Non-genetic heterogeneity, criticality and cell differentiation

Abstract

The different cell types in a living organism acquire their identity through the process of cell differentiation in which multipotent progenitor cells differentiate into distinct cell types. Experimental evidence and analysis of large-scale microarray data establish the key role played by a two-gene motif in cell differentiation in a number of cell systems. The two genes express transcription factors which repress each otherʼs expression and autoactivate their own production. A number of theoretical models have recently been proposed based on the two-gene motif to provide a physical understanding of how cell differentiation occurs. In this paper, we study a simple model of cell differentiation which assumes no cooperativity in the regulation of gene expression by the transcription factors. The latter repress each otherʼs activity directly through DNA binding and indirectly through the formation of heterodimers. We specifically investigate how deterministic processes combined with stochasticity contribute in bringing about cell differentiation.
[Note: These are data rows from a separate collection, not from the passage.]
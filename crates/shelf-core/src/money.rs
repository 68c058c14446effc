//! # Money Module
//!
//! Provides the `Money` type for handling monetary values safely.
//!
//! ## Why Integer Money?
//! ```text
//! ┌─────────────────────────────────────────────────────────────────────────┐
//! │  THE FLOATING POINT PROBLEM                                             │
//! │                                                                         │
//! │  Order forms built on floats drift:                                     │
//! │    285 - 100.1 = 184.89999999999998  ❌ WRONG!                          │
//! │                                                                         │
//! │  OUR SOLUTION: Integer Cents                                            │
//! │    28500 - 10010 = 18490 cents = 184.90                                │
//! │                                                                         │
//! │  Text from input fields is parsed straight to cents, never via f64.    │
//! └─────────────────────────────────────────────────────────────────────────┘
//! ```
//!
//! ## Usage
//! ```rust
//! use shelf_core::money::Money;
//!
//! let price = Money::parse("10.99").unwrap();
//! assert_eq!(price.cents(), 1099);
//!
//! let total = price * 3;
//! assert_eq!(total.to_string(), "$32.97");
//! ```

use rust_decimal::prelude::ToPrimitive;
use rust_decimal::{Decimal, RoundingStrategy};
use serde::{Deserialize, Serialize};
use std::fmt;
use std::iter::Sum;
use std::ops::{Add, AddAssign, Mul, Sub, SubAssign};
use std::str::FromStr;
use ts_rs::TS;

use crate::error::ValidationError;
use crate::types::Rate;

// =============================================================================
// Money Type
// =============================================================================

/// A monetary value in the smallest currency unit (cents).
///
/// ## Design Decisions
/// - **i64 (signed)**: subtraction results (grand − paid) can go negative
///   before they are floored
/// - **Saturating operators**: sums of operator-typed amounts never panic;
///   use [`Money::checked_mul_quantity`] where overflow must be reported
/// - **Single field tuple struct**: Zero-cost abstraction over i64
///
/// ## Where Money Flows
/// ```text
/// ┌─────────────────────────────────────────────────────────────────────────┐
/// │  StockLot.sale_price ──► LineItem.unit_price ──► LineItem.total_price  │
/// │                                                                         │
/// │  Cart subtotal ──► VAT / discount ──► grand total ──► paid / due       │
/// │                                                                         │
/// │  OrderPayload amounts ──► "285.00" strings on the wire                 │
/// └─────────────────────────────────────────────────────────────────────────┘
/// ```
#[derive(Debug, Clone, Copy, PartialEq, Eq, PartialOrd, Ord, Hash, Serialize, Deserialize, TS)]
#[ts(export)]
pub struct Money(i64);

impl Money {
    /// Creates a Money value from cents (the smallest currency unit).
    ///
    /// ## Example
    /// ```rust
    /// use shelf_core::money::Money;
    ///
    /// let price = Money::from_cents(1099); // Represents $10.99
    /// assert_eq!(price.cents(), 1099);
    /// ```
    #[inline]
    pub const fn from_cents(cents: i64) -> Self {
        Money(cents)
    }

    /// Creates a Money value from whole currency units.
    #[inline]
    pub const fn from_major(major: i64) -> Self {
        Money(major * 100)
    }

    /// Parses decimal text such as `"12.50"`, `"7"` or `"-3.2"`.
    ///
    /// Digits past the second decimal place round half away from zero.
    ///
    /// ## Example
    /// ```rust
    /// use shelf_core::money::Money;
    ///
    /// assert_eq!(Money::parse("12.5").unwrap().cents(), 1250);
    /// assert_eq!(Money::parse("0.125").unwrap().cents(), 13);
    /// assert!(Money::parse("12,50").is_err());
    /// ```
    pub fn parse(text: &str) -> Result<Money, ValidationError> {
        let trimmed = text.trim();
        let invalid = |reason: &str| ValidationError::InvalidFormat {
            field: "amount".to_string(),
            reason: format!("'{}' {}", trimmed, reason),
        };

        let value = Decimal::from_str(trimmed).map_err(|_| invalid("is not a decimal amount"))?;
        value
            .round_dp_with_strategy(2, RoundingStrategy::MidpointAwayFromZero)
            .checked_mul(Decimal::ONE_HUNDRED)
            .and_then(|cents| cents.to_i64())
            .map(Money)
            .ok_or_else(|| invalid("is out of range"))
    }

    /// Returns the value in cents (smallest currency unit).
    #[inline]
    pub const fn cents(&self) -> i64 {
        self.0
    }

    /// Returns the major unit portion.
    #[inline]
    pub const fn dollars(&self) -> i64 {
        self.0 / 100
    }

    /// Returns the minor unit portion (always 0-99).
    #[inline]
    pub const fn cents_part(&self) -> i64 {
        (self.0 % 100).abs()
    }

    /// Returns zero money value.
    #[inline]
    pub const fn zero() -> Self {
        Money(0)
    }

    /// Checks if the value is zero.
    #[inline]
    pub const fn is_zero(&self) -> bool {
        self.0 == 0
    }

    /// Checks if the value is positive (greater than zero).
    #[inline]
    pub const fn is_positive(&self) -> bool {
        self.0 > 0
    }

    /// Checks if the value is negative (less than zero).
    #[inline]
    pub const fn is_negative(&self) -> bool {
        self.0 < 0
    }

    /// Returns the value floored at zero.
    ///
    /// ## Example
    /// ```rust
    /// use shelf_core::money::Money;
    ///
    /// assert_eq!(Money::from_cents(-500).floor_zero(), Money::zero());
    /// assert_eq!(Money::from_cents(500).floor_zero().cents(), 500);
    /// ```
    #[inline]
    pub const fn floor_zero(&self) -> Self {
        if self.0 < 0 {
            Money(0)
        } else {
            *self
        }
    }

    /// Restricts the value to `[low, high]`. `low` wins if the range is inverted.
    #[inline]
    pub fn clamp_to(self, low: Money, high: Money) -> Money {
        if self > high {
            high.max(low)
        } else if self < low {
            low
        } else {
            self
        }
    }

    /// Percentage of this amount, rounded half-up to the nearest cent.
    ///
    /// ## Implementation
    /// Integer math: `(amount * bps + 5000) / 10000`
    /// The +5000 provides rounding (5000/10000 = 0.5)
    ///
    /// ## Example
    /// ```rust
    /// use shelf_core::money::Money;
    /// use shelf_core::types::Rate;
    ///
    /// let subtotal = Money::from_major(300);
    /// assert_eq!(subtotal.percent(Rate::from_bps(500)), Money::from_major(15));
    /// ```
    pub fn percent(&self, rate: Rate) -> Money {
        // i128 prevents overflow on large amounts
        let cents = (self.0 as i128 * rate.bps() as i128 + 5000) / 10000;
        Money::from_cents(cents.clamp(i64::MIN as i128, i64::MAX as i128) as i64)
    }

    /// Line total for a quantity; `None` when it does not fit.
    ///
    /// ## Example
    /// ```rust
    /// use shelf_core::money::Money;
    ///
    /// assert_eq!(Money::from_major(50).checked_mul_quantity(3), Some(Money::from_major(150)));
    /// assert_eq!(Money::from_major(50).checked_mul_quantity(i64::MAX), None);
    /// ```
    #[inline]
    pub const fn checked_mul_quantity(&self, qty: i64) -> Option<Self> {
        match self.0.checked_mul(qty) {
            Some(cents) => Some(Money(cents)),
            None => None,
        }
    }

    /// Formats as plain decimal text (`"285.00"`, `"-5.50"`), the wire format.
    pub fn to_decimal_string(&self) -> String {
        let sign = if self.0 < 0 { "-" } else { "" };
        format!("{}{}.{:02}", sign, self.dollars().unsigned_abs(), self.cents_part())
    }
}

// =============================================================================
// Trait Implementations
// =============================================================================

/// Debug-oriented display; the desk config formats with the store currency.
impl fmt::Display for Money {
    fn fmt(&self, f: &mut fmt::Formatter<'_>) -> fmt::Result {
        let sign = if self.0 < 0 { "-" } else { "" };
        write!(
            f,
            "{}${}.{:02}",
            sign,
            self.dollars().unsigned_abs(),
            self.cents_part()
        )
    }
}

impl Default for Money {
    fn default() -> Self {
        Money::zero()
    }
}

impl Add for Money {
    type Output = Self;

    #[inline]
    fn add(self, other: Self) -> Self {
        Money(self.0.saturating_add(other.0))
    }
}

impl AddAssign for Money {
    #[inline]
    fn add_assign(&mut self, other: Self) {
        self.0 = self.0.saturating_add(other.0);
    }
}

impl Sub for Money {
    type Output = Self;

    #[inline]
    fn sub(self, other: Self) -> Self {
        Money(self.0.saturating_sub(other.0))
    }
}

impl SubAssign for Money {
    #[inline]
    fn sub_assign(&mut self, other: Self) {
        self.0 = self.0.saturating_sub(other.0);
    }
}

impl Mul<i64> for Money {
    type Output = Self;

    #[inline]
    fn mul(self, qty: i64) -> Self {
        Money(self.0.saturating_mul(qty))
    }
}

impl Sum for Money {
    fn sum<I: Iterator<Item = Money>>(iter: I) -> Self {
        iter.fold(Money::zero(), Add::add)
    }
}

impl<'a> Sum<&'a Money> for Money {
    fn sum<I: Iterator<Item = &'a Money>>(iter: I) -> Self {
        iter.copied().sum()
    }
}

// =============================================================================
// Wire Format
// =============================================================================

/// Serde adapter that writes Money as a two-decimal string (`"285.00"`).
///
/// Reading accepts decimal strings and JSON numbers, since the backend
/// returns both depending on the column type.
///
/// ```rust,ignore
/// #[serde(with = "shelf_core::money::decimal")]
/// pub grand_amount: Money,
/// ```
pub mod decimal {
    use super::Money;
    use serde::de::{self, Visitor};
    use serde::{Deserializer, Serializer};
    use std::fmt;

    pub fn serialize<S: Serializer>(value: &Money, serializer: S) -> Result<S::Ok, S::Error> {
        serializer.serialize_str(&value.to_decimal_string())
    }

    pub fn deserialize<'de, D: Deserializer<'de>>(deserializer: D) -> Result<Money, D::Error> {
        deserializer.deserialize_any(DecimalVisitor)
    }

    struct DecimalVisitor;

    impl<'de> Visitor<'de> for DecimalVisitor {
        type Value = Money;

        fn expecting(&self, f: &mut fmt::Formatter) -> fmt::Result {
            f.write_str("a decimal amount as string or number")
        }

        fn visit_str<E: de::Error>(self, v: &str) -> Result<Money, E> {
            Money::parse(v).map_err(E::custom)
        }

        fn visit_i64<E: de::Error>(self, v: i64) -> Result<Money, E> {
            v.checked_mul(100)
                .map(Money::from_cents)
                .ok_or_else(|| E::custom("amount out of range"))
        }

        fn visit_u64<E: de::Error>(self, v: u64) -> Result<Money, E> {
            i64::try_from(v)
                .map_err(|_| E::custom("amount out of range"))
                .and_then(|v| self.visit_i64(v))
        }

        fn visit_f64<E: de::Error>(self, v: f64) -> Result<Money, E> {
            Money::parse(&format!("{:.3}", v)).map_err(E::custom)
        }
    }
}

// =============================================================================
// Unit Tests
// =============================================================================
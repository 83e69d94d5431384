use std::path::PathBuf;

use clap::{Parser, Subcommand};
use studymate::Result;
use studymate::commands::{ask_question, run_chat, show_status};
use studymate::config::{run_interactive_config, show_config};

#[derive(Parser)]
#[command(name = "studymate")]
#[command(about = "Ask questions about your PDF study material using local models")]
#[command(version)]
struct Cli {
    #[command(subcommand)]
    command: Commands,
}

#[derive(Subcommand)]
enum Commands {
    /// Configure Ollama connection and settings
    Config {
        /// Show current configuration
        #[arg(long)]
        show: bool,
    },
    /// Check the Ollama server and configured models
    Status,
    /// Answer one question about the given PDFs
    Ask {
        /// The question to answer
        question: String,
        /// PDF files to read
        #[arg(long = "pdf", required = true, num_args = 1..)]
        pdfs: Vec<PathBuf>,
        /// Number of chunks to retrieve, overriding the configuration
        #[arg(long)]
        top_k: Option<usize>,
        /// Print the chunks the answer was based on
        #[arg(long)]
        show_sources: bool,
    },
    /// Start an interactive question session
    Chat {
        /// PDF files to load at startup
        files: Vec<PathBuf>,
        /// Print the chunks behind every answer
        #[arg(long)]
        show_sources: bool,
    },
}

#[tokio::main]
async fn main() -> Result<()> {
    tracing_subscriber::fmt()
        .with_env_filter(tracing_subscriber::EnvFilter::from_default_env())
        .with_writer(std::io::stderr)
        .init();

    let cli = Cli::parse();

    match cli.command {
        Commands::Config { show } => {
            if show {
                show_config()?;
            } else {
                run_interactive_config()?;
            }
        }
        Commands::Status => {
            show_status().await?;
        }
        Commands::Ask {
            question,
            pdfs,
            top_k,
            show_sources,
        } => {
            ask_question(&question, &pdfs, top_k, show_sources).await?;
        }
        Commands::Chat {
            files,
            show_sources,
        } => {
            run_chat(&files, show_sources).await?;
        }
    }

    Ok(())
}
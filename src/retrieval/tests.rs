use super::*;
use crate::documents::{Corpus, ExtractedDocument};
use crate::embeddings::{ChunkingConfig, EmbeddingError, chunk_corpus};
use std::path::PathBuf;

/// One dimension per keyword, 1.0 when the lowercased text mentions it
struct KeywordEmbedder(&'static [&'static str]);

impl Embedder for KeywordEmbedder {
    fn embed(&self, texts: &[String]) -> std::result::Result<Vec<Vec<f32>>, EmbeddingError> {
        Ok(texts
            .iter()
            .map(|text| {
                let text = text.to_lowercase();
                self.0
                    .iter()
                    .map(|keyword| if text.contains(keyword) { 1.0 } else { 0.0 })
                    .collect()
            })
            .collect())
    }
}

const KEYWORDS: &[&str] = &["sky", "grass", "green"];

fn knowledge_base(documents: &[(&str, &str)], chunking: &ChunkingConfig) -> KnowledgeBase {
    let documents = documents
        .iter()
        .map(|(name, text)| ExtractedDocument {
            name: (*name).to_string(),
            path: PathBuf::from(name),
            text: (*text).to_string(),
        })
        .collect::<Vec<_>>();
    let corpus = Corpus::from_documents(&documents);
    let chunks = chunk_corpus(&corpus, chunking).expect("chunking should succeed");

    let texts = chunks.iter().map(|c| c.text.clone()).collect::<Vec<_>>();
    let vectors = KeywordEmbedder(KEYWORDS)
        .embed(&texts)
        .expect("embedding should succeed");
    let index = FlatIndex::build(vectors).expect("index should build");

    KnowledgeBase::new(chunks, index, corpus.spans().to_vec())
        .expect("knowledge base should be consistent")
}

fn sky_knowledge_base() -> KnowledgeBase {
    knowledge_base(
        &[("nature.pdf", "The sky is blue. Grass is green.")],
        &ChunkingConfig {
            chunk_size: 20,
            overlap: 5,
        },
    )
}

#[test]
fn default_config() {
    assert_eq!(RetrievalConfig::default().top_k, 3);
    assert!(RetrievalConfig::default().validate().is_ok());
    assert!(matches!(
        RetrievalConfig { top_k: 0 }.validate(),
        Err(ConfigError::InvalidTopK(0))
    ));
}

#[test]
fn misaligned_knowledge_base_is_rejected() {
    let chunk = Chunk {
        position: 0,
        text: "only chunk".to_string(),
        start: 0,
        sources: vec![],
    };
    let index = FlatIndex::build(vec![vec![0.0, 1.0], vec![1.0, 0.0]]).expect("index should build");

    let err = KnowledgeBase::new(vec![chunk], index, vec![]).expect_err("should be rejected");
    assert_eq!(
        err,
        IndexError::Misaligned {
            chunks: 1,
            vectors: 2
        }
    );
}

#[test]
fn nearest_chunk_comes_first() {
    let knowledge = sky_knowledge_base();
    assert_eq!(knowledge.chunks().len(), 3);

    let retrieved = retrieve(
        "What color is the sky?",
        &KeywordEmbedder(KEYWORDS),
        &knowledge,
        1,
    )
    .expect("retrieval should succeed");

    assert_eq!(retrieved.len(), 1);
    assert_eq!(retrieved[0].position, 0);
    assert_eq!(retrieved[0].text, "The sky is blue. Gra");
    assert!(retrieved[0].distance.abs() < f32::EPSILON);
    assert_eq!(retrieved[0].sources, vec!["nature.pdf".to_string()]);
}

#[test]
fn results_are_ordered_by_distance() {
    let knowledge = sky_knowledge_base();

    let retrieved = retrieve(
        "What color is the sky?",
        &KeywordEmbedder(KEYWORDS),
        &knowledge,
        3,
    )
    .expect("retrieval should succeed");

    let positions = retrieved.iter().map(|r| r.position).collect::<Vec<_>>();
    assert_eq!(positions, vec![0, 2, 1]);
    assert!(
        retrieved
            .windows(2)
            .all(|pair| pair[0].distance <= pair[1].distance)
    );
}

#[test]
fn top_k_saturates_at_chunk_count() {
    let knowledge = knowledge_base(
        &[("short.pdf", "Grass grows under the sky.")],
        &ChunkingConfig {
            chunk_size: 20,
            overlap: 5,
        },
    );
    assert_eq!(knowledge.chunks().len(), 2);

    let retrieved = retrieve("grass", &KeywordEmbedder(KEYWORDS), &knowledge, 3)
        .expect("retrieval should succeed");

    assert_eq!(retrieved.len(), 2);
}

#[test]
fn retrieval_is_deterministic() {
    let knowledge = sky_knowledge_base();
    let embedder = KeywordEmbedder(KEYWORDS);

    let first = retrieve("green grass", &embedder, &knowledge, 2).expect("should succeed");
    let second = retrieve("green grass", &embedder, &knowledge, 2).expect("should succeed");

    assert_eq!(first, second);
    assert_eq!(first[0].position, 1);
}

#[test]
fn chunk_sources_span_documents() {
    let knowledge = knowledge_base(
        &[
            ("sky.pdf", "The sky is blue today."),
            ("grass.pdf", "Grass is green in spring."),
        ],
        &ChunkingConfig {
            chunk_size: 30,
            overlap: 5,
        },
    );

    let retrieved = retrieve("sky grass", &KeywordEmbedder(KEYWORDS), &knowledge, 1)
        .expect("retrieval should succeed");

    assert_eq!(
        retrieved[0].sources,
        vec!["sky.pdf".to_string(), "grass.pdf".to_string()]
    );
}

#[test]
fn zero_top_k_is_rejected() {
    let knowledge = sky_knowledge_base();

    let result = retrieve("sky", &KeywordEmbedder(KEYWORDS), &knowledge, 0);
    assert!(matches!(
        result,
        Err(crate::StudyMateError::Config(ConfigError::InvalidTopK(0)))
    ));
}

#[test]
fn query_dimension_must_match() {
    let knowledge = sky_knowledge_base();

    let result = retrieve("sky", &KeywordEmbedder(&["sky"]), &knowledge, 1);
    assert!(matches!(
        result,
        Err(crate::StudyMateError::Index(
            IndexError::QueryDimensionMismatch {
                expected: 3,
                actual: 1
            }
        ))
    ));
}
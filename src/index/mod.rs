// Vector index module
// Exact nearest-neighbour search over chunk embeddings, rebuilt per corpus

#[cfg(test)]
mod tests;

use itertools::Itertools;
use thiserror::Error;
use tracing::debug;

#[derive(Debug, Error, PartialEq)]
pub enum IndexError {
    #[error("Vector dimension mismatch at position {position}: expected {expected}, got {actual}")]
    DimensionMismatch {
        position: usize,
        expected: usize,
        actual: usize,
    },
    #[error("Query dimension mismatch: index holds {expected}-dimensional vectors, got {actual}")]
    QueryDimensionMismatch { expected: usize, actual: usize },
    #[error("Vector at position {0} is empty")]
    EmptyVector(usize),
    #[error("Vector at position {0} contains non-finite values")]
    NonFinite(usize),
    #[error("Index holds {vectors} vectors for {chunks} chunks")]
    Misaligned { chunks: usize, vectors: usize },
}

/// A search hit: the row position of the stored vector and its squared L2 distance
#[derive(Debug, Clone, Copy, PartialEq)]
pub struct Neighbor {
    pub position: usize,
    pub distance: f32,
}

/// Immutable flat index with exact squared-L2 search.
///
/// Vectors are stored row-major in one contiguous buffer. Row `i` is the
/// `i`-th vector handed to [`FlatIndex::build`].
#[derive(Debug, Clone, PartialEq)]
pub struct FlatIndex {
    dimension: usize,
    rows: usize,
    data: Vec<f32>,
}

impl FlatIndex {
    /// Build an index from vectors that all share one non-zero dimension
    #[inline]
    pub fn build(vectors: Vec<Vec<f32>>) -> Result<Self, IndexError> {
        let dimension = vectors.first().map_or(0, Vec::len);
        let mut data = Vec::with_capacity(dimension * vectors.len());

        for (position, vector) in vectors.iter().enumerate() {
            if vector.is_empty() {
                return Err(IndexError::EmptyVector(position));
            }
            if vector.len() != dimension {
                return Err(IndexError::DimensionMismatch {
                    position,
                    expected: dimension,
                    actual: vector.len(),
                });
            }
            if !vector.iter().all(|v| v.is_finite()) {
                return Err(IndexError::NonFinite(position));
            }
            data.extend_from_slice(vector);
        }

        debug!(
            "Built flat index with {} vectors of dimension {}",
            vectors.len(),
            dimension
        );

        Ok(Self {
            dimension,
            rows: vectors.len(),
            data,
        })
    }

    /// Return up to `k` nearest rows, ascending by distance.
    ///
    /// `k` saturates at the number of stored vectors. Equal distances are
    /// ordered by position.
    #[inline]
    pub fn search(&self, query: &[f32], k: usize) -> Result<Vec<Neighbor>, IndexError> {
        if self.is_empty() || k == 0 {
            return Ok(Vec::new());
        }

        if query.len() != self.dimension {
            return Err(IndexError::QueryDimensionMismatch {
                expected: self.dimension,
                actual: query.len(),
            });
        }

        let neighbors = self
            .data
            .chunks_exact(self.dimension)
            .enumerate()
            .map(|(position, row)| Neighbor {
                position,
                distance: squared_l2(row, query),
            })
            .k_smallest_by(k, |a, b| {
                a.distance
                    .total_cmp(&b.distance)
                    .then(a.position.cmp(&b.position))
            })
            .collect::<Vec<_>>();

        debug!(
            "Searched {} vectors, returning {} neighbors",
            self.rows,
            neighbors.len()
        );

        Ok(neighbors)
    }

    #[inline]
    pub fn len(&self) -> usize {
        self.rows
    }

    #[inline]
    pub fn is_empty(&self) -> bool {
        self.rows == 0
    }

    #[inline]
    pub fn dimension(&self) -> usize {
        self.dimension
    }
}

/// Squared Euclidean distance between two equal-length vectors
#[inline]
pub fn squared_l2(a: &[f32], b: &[f32]) -> f32 {
    a.iter().zip(b).fold(0.0, |acc, (x, y)| {
        let diff = x - y;
        diff.mul_add(diff, acc)
    })
}
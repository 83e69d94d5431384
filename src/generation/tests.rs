use super::*;
use std::sync::Mutex;

/// Echoes a fixed answer and remembers what it was asked
struct RecordingGenerator {
    answer: String,
    prompts: Mutex<Vec<(String, GenerationOptions)>>,
}

impl RecordingGenerator {
    fn new(answer: &str) -> Self {
        Self {
            answer: answer.to_string(),
            prompts: Mutex::new(Vec::new()),
        }
    }
}

impl Generator for RecordingGenerator {
    fn generate(
        &self,
        prompt: &str,
        options: &GenerationOptions,
    ) -> std::result::Result<String, GenerationError> {
        self.prompts
            .lock()
            .expect("lock should not be poisoned")
            .push((prompt.to_string(), *options));
        Ok(self.answer.clone())
    }
}

struct SlowGenerator(Duration);

impl Generator for SlowGenerator {
    fn generate(
        &self,
        _prompt: &str,
        _options: &GenerationOptions,
    ) -> std::result::Result<String, GenerationError> {
        std::thread::sleep(self.0);
        Ok("too late".to_string())
    }
}

struct FailingGenerator(fn() -> GenerationError);

impl Generator for FailingGenerator {
    fn generate(
        &self,
        _prompt: &str,
        _options: &GenerationOptions,
    ) -> std::result::Result<String, GenerationError> {
        Err((self.0)())
    }
}

#[test]
fn prompt_layout() {
    let prompt = build_prompt(
        "What color is the sky?",
        &["The sky is blue.", "Grass is green."],
    );

    assert_eq!(
        prompt,
        "Context:\nThe sky is blue.\nGrass is green.\n\nQuestion: What color is the sky?\nAnswer:"
    );
}

#[test]
fn prompt_with_no_context() {
    let prompt = build_prompt::<&str>("Why?", &[]);
    assert_eq!(prompt, "Context:\n\n\nQuestion: Why?\nAnswer:");
}

#[test]
fn default_options() {
    let options = GenerationOptions::default();
    assert_eq!(options.max_tokens, 512);
    assert!((options.temperature - 0.7).abs() < f32::EPSILON);
    assert_eq!(GenerationConfig::default().timeout(), Duration::from_secs(120));
}

#[test]
fn config_validation() {
    assert!(GenerationConfig::default().validate().is_ok());

    let config = GenerationConfig {
        max_tokens: 0,
        ..GenerationConfig::default()
    };
    assert!(matches!(
        config.validate(),
        Err(ConfigError::InvalidMaxTokens(0))
    ));

    let config = GenerationConfig {
        temperature: -0.1,
        ..GenerationConfig::default()
    };
    assert!(config.validate().is_err());

    let config = GenerationConfig {
        timeout_secs: 0,
        ..GenerationConfig::default()
    };
    assert!(config.validate().is_err());
}

#[tokio::test]
async fn generate_passes_prompt_and_options() {
    let generator = Arc::new(RecordingGenerator::new("  Blue.\n"));
    let options = GenerationOptions {
        max_tokens: 64,
        temperature: 0.2,
    };

    let answer = generate_answer(
        Arc::clone(&generator) as Arc<dyn Generator>,
        "prompt text".to_string(),
        options,
        Duration::from_secs(5),
    )
    .await
    .expect("generation should succeed");

    assert_eq!(answer, "Blue.");
    let prompts = generator.prompts.lock().expect("lock should not be poisoned");
    assert_eq!(prompts.as_slice(), &[("prompt text".to_string(), options)]);
}

#[tokio::test]
async fn answer_uses_assembled_prompt() {
    let generator = Arc::new(RecordingGenerator::new("Blue."));

    let text = answer(
        "What color is the sky?",
        &["The sky is blue."],
        Arc::clone(&generator) as Arc<dyn Generator>,
        GenerationOptions::default(),
        Duration::from_secs(5),
    )
    .await
    .expect("generation should succeed");

    assert_eq!(text, "Blue.");
    let prompts = generator.prompts.lock().expect("lock should not be poisoned");
    assert_eq!(
        prompts[0].0,
        "Context:\nThe sky is blue.\n\nQuestion: What color is the sky?\nAnswer:"
    );
}

#[tokio::test]
async fn slow_generation_times_out() {
    let generator: Arc<dyn Generator> = Arc::new(SlowGenerator(Duration::from_millis(500)));

    let result = generate_answer(
        generator,
        "prompt".to_string(),
        GenerationOptions::default(),
        Duration::from_millis(50),
    )
    .await;

    assert!(matches!(
        result,
        Err(StudyMateError::GenerationTimeout(d)) if d == Duration::from_millis(50)
    ));
}

#[tokio::test]
async fn transport_timeout_is_reported_as_timeout() {
    let generator: Arc<dyn Generator> = Arc::new(FailingGenerator(|| GenerationError::TimedOut));

    let result = generate_answer(
        generator,
        "prompt".to_string(),
        GenerationOptions::default(),
        Duration::from_secs(5),
    )
    .await;

    assert!(matches!(result, Err(StudyMateError::GenerationTimeout(_))));
}

#[tokio::test]
async fn generation_failure_propagates() {
    let generator: Arc<dyn Generator> = Arc::new(FailingGenerator(|| {
        GenerationError::RequestFailed("boom".to_string())
    }));

    let result = generate_answer(
        generator,
        "prompt".to_string(),
        GenerationOptions::default(),
        Duration::from_secs(5),
    )
    .await;

    assert!(matches!(
        result,
        Err(StudyMateError::Generation(GenerationError::RequestFailed(_)))
    ));
}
The deterministic dynamics of our model give rise to a supercritical pitchfork bifurcation from an undifferentiated stable steady state to two differentiated stable steady states. The stochastic dynamics of our model are studied using the approaches based on the Langevin equations and the linear noise approximation. The simulation results provide a new physical understanding of recent experimental observations. We further propose experimental measurements of quantities like the variance and the lag-1 autocorrelation function in protein fluctuations as the early signatures of an approaching bifurcation point in the cell differentiation process.